The Internal Revenue Service is investigating a case of stolen identity in Roswell – only the victim was not an individual, but a business, Channel 2 Action News reported.
The owner of Seagate Foods, which operates Captain D’s seafood restaurants in metro Atlanta, notified authorities that someone apparently had gotten hold of his company’s taxpayer identification number, Roswell police said.
The fraudsters created more than 100 fake W-2 forms to report in excess of $4 million in nonexistent salaries to state and federal agencies, authorities said. It likely was a scheme to collect fraudulent tax refunds, they said.
In the end, Seagate was left owing more than $800,000 in payroll taxes.
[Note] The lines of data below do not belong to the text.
//! Property tests: cascade archive followed by cascade restore is the
//! identity on the subtree, whatever its prior archive state.

#![allow(clippy::unwrap_used, clippy::expect_used, clippy::disallowed_methods)]

use std::sync::Arc;

use ironvault_memdb::{
    ArchiveMark, DbSchema, IndexSchema, Indexer, MemDb, PRIMARY_INDEX, Reader, Record, Relation,
    TableSchema, impl_record,
};
use proptest::prelude::*;

#[derive(Debug, Clone, PartialEq)]
struct Team {
    uuid: String,
    archive_mark: ArchiveMark,
}

impl_record!(Team, table = "team", fields = [uuid], archivable);

#[derive(Debug, Clone, PartialEq)]
struct Member {
    uuid: String,
    team_uuid: String,
    archive_mark: ArchiveMark,
}

impl_record!(Member, table = "member", fields = [uuid, team_uuid], archivable);

#[derive(Debug, Clone, PartialEq)]
struct Key {
    uuid: String,
    member_uuid: String,
    archive_mark: ArchiveMark,
}

impl_record!(Key, table = "key", fields = [uuid, member_uuid], archivable);

fn schema() -> DbSchema {
    DbSchema::default()
        .table(TableSchema::of::<Team>().index(IndexSchema::primary("uuid")))
        .table(
            TableSchema::of::<Member>()
                .index(IndexSchema::primary("uuid"))
                .index(IndexSchema::new("team_uuid", Indexer::field("team_uuid"))),
        )
        .table(
            TableSchema::of::<Key>()
                .index(IndexSchema::primary("uuid"))
                .index(IndexSchema::new("member_uuid", Indexer::field("member_uuid"))),
        )
        .foreign_key("member", Relation::foreign_key("team_uuid", "team"))
        .foreign_key("key", Relation::foreign_key("member_uuid", "member"))
        .cascade("team", Relation::new("uuid", "member", "team_uuid"))
        .cascade("member", Relation::new("uuid", "key", "member_uuid"))
}

fn mark(archived: bool, seed: i64) -> ArchiveMark {
    if archived { ArchiveMark::at(1_000 + seed, seed) } else { ArchiveMark::LIVE }
}

fn snapshot(db: &MemDb) -> Vec<Arc<dyn Record>> {
    let txn = db.read();
    let mut rows = Vec::new();
    for table in ["team", "member", "key"] {
        rows.extend(txn.list(table).expect("list"));
    }
    rows
}

fn same(a: &[Arc<dyn Record>], b: &[Arc<dyn Record>]) -> bool {
    a.len() == b.len() && a.iter().zip(b).all(|(x, y)| x.eq_record(y.as_ref()))
}

proptest! {
    #[test]
    fn prop_cascade_archive_then_restore_is_identity(
        teams in 1usize..4,
        members in prop::collection::vec((0usize..4, any::<bool>()), 0..8),
        keys in prop::collection::vec((0usize..8, any::<bool>()), 0..12),
        target in 0usize..4,
    ) {
        let db = MemDb::new(schema()).expect("schema");
        let mut txn = db.write().expect("write");
        for t in 0..teams {
            txn.insert(Team { uuid: format!("t{t}"), archive_mark: ArchiveMark::LIVE }).expect("team");
        }
        let mut member_ids = Vec::new();
        for (i, (team, archived)) in members.iter().enumerate() {
            let team = team % teams;
            let uuid = format!("m{i}");
            txn.insert(Member {
                uuid: uuid.clone(),
                team_uuid: format!("t{team}"),
                archive_mark: mark(*archived, i as i64),
            })
            .expect("member");
            member_ids.push((uuid, *archived));
        }
        if !member_ids.is_empty() {
            for (i, (member, archived)) in keys.iter().enumerate() {
                let (member_uuid, member_archived) = &member_ids[member % member_ids.len()];
                // Live keys need a live member.
                let archived = *archived || *member_archived;
                txn.insert(Key {
                    uuid: format!("k{i}"),
                    member_uuid: member_uuid.clone(),
                    archive_mark: mark(archived, 100 + i as i64),
                })
                .expect("key");
            }
        }
        txn.commit();
        let before = snapshot(&db);

        let team = Team { uuid: format!("t{}", target % teams), archive_mark: ArchiveMark::LIVE };
        let mut txn = db.write().expect("write");
        txn.cascade_archive(&team, ArchiveMark::at(7, 7)).expect("cascade archive");
        txn.commit();

        let txn = db.read();
        let members_of_team = txn.get_as::<Member>("team_uuid", &[&team.uuid]).expect("members");
        prop_assert!(members_of_team.iter().all(|m| !m.archive_mark.is_live()));
        drop(txn);

        let mut txn = db.write().expect("write");
        let archived = txn.first_as::<Team>(PRIMARY_INDEX, &[&team.uuid]).expect("get").expect("team");
        txn.cascade_restore(&archived).expect("cascade restore");
        txn.commit();

        prop_assert!(same(&before, &snapshot(&db)));
    }
}
//! Key material and configuration for tests.

#![allow(clippy::expect_used)]

use std::time::Duration;

use ed25519_dalek::SigningKey;
use ironvault_types::config::{BrokerConfig, ConsumerConfig, TopicsConfig, encode_key};

/// Random signing and encryption keys for one instance.
#[derive(Debug, Clone, PartialEq, Eq)]
pub struct TestKeys {
    /// ed25519 seed.
    pub signing_seed: [u8; 32],
    /// AES-256 master key.
    pub encryption_key: [u8; 32],
}

impl TestKeys {
    /// Generates fresh keys.
    #[must_use]
    pub fn generate() -> Self {
        Self { signing_seed: rand::random(), encryption_key: rand::random() }
    }

    /// ed25519 public key of the signing seed.
    #[must_use]
    pub fn public_key(&self) -> [u8; 32] {
        SigningKey::from_bytes(&self.signing_seed).verifying_key().to_bytes()
    }

    /// Base64 public key as stored in configuration.
    #[must_use]
    pub fn public_key_b64(&self) -> String {
        encode_key(&self.public_key())
    }

    /// Base64 signing seed as stored in configuration.
    #[must_use]
    pub fn signing_seed_b64(&self) -> String {
        encode_key(&self.signing_seed)
    }

    /// Base64 encryption key as stored in configuration.
    #[must_use]
    pub fn encryption_key_b64(&self) -> String {
        encode_key(&self.encryption_key)
    }
}

/// Single-endpoint broker configuration using `keys`.
///
/// # Panics
///
/// Panics if the configuration fails validation.
#[must_use]
pub fn test_broker_config(keys: &TestKeys) -> BrokerConfig {
    BrokerConfig::builder()
        .endpoints(vec!["memory://local".to_string()])
        .operation_timeout(Duration::from_secs(2))
        .signing_key(keys.signing_seed_b64())
        .encryption_key(keys.encryption_key_b64())
        .build()
        .expect("valid test broker config")
}

/// Topic configuration trusting the public key of `root`.
///
/// # Panics
///
/// Panics if the configuration fails validation.
#[must_use]
pub fn test_topics_config(root_topic: &str, self_topic: &str, root: &TestKeys) -> TopicsConfig {
    TopicsConfig::builder()
        .root_topic_name(root_topic.to_string())
        .self_topic_name(self_topic.to_string())
        .root_public_key(root.public_key_b64())
        .build()
        .expect("valid test topics config")
}

/// Consumer settings tuned for fast tests.
///
/// # Panics
///
/// Panics if the configuration fails validation.
#[must_use]
pub fn test_consumer_config() -> ConsumerConfig {
    ConsumerConfig::builder()
        .poll_interval(Duration::from_millis(5))
        .min_backoff(Duration::from_millis(1))
        .max_backoff(Duration::from_millis(20))
        .batch_size(16)
        .build()
        .expect("valid test consumer config")
}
Such a scam is “very uncommon, but it does happen,” Dave Murray, a Roswell certified public accountant, told Channel 2.
Murray, who is not connected to the case, likened the crime to identity theft, but for a business.
"The IRS and the state are generally going to believe that W-2 when they receive it,” he said. And the only way a business owner would find out he had been victimized would be when “the IRS would come say, ‘Hey, you owe us all this money. Come on, pay up.’”
“That company would be liable for the whole thing,” Murray said.
A spokesman for the Social Security Administration said his office is working with the IRS to investigate the case. Attempts by Channel 2 to contact the Captain D’s franchise owner were unsuccessful.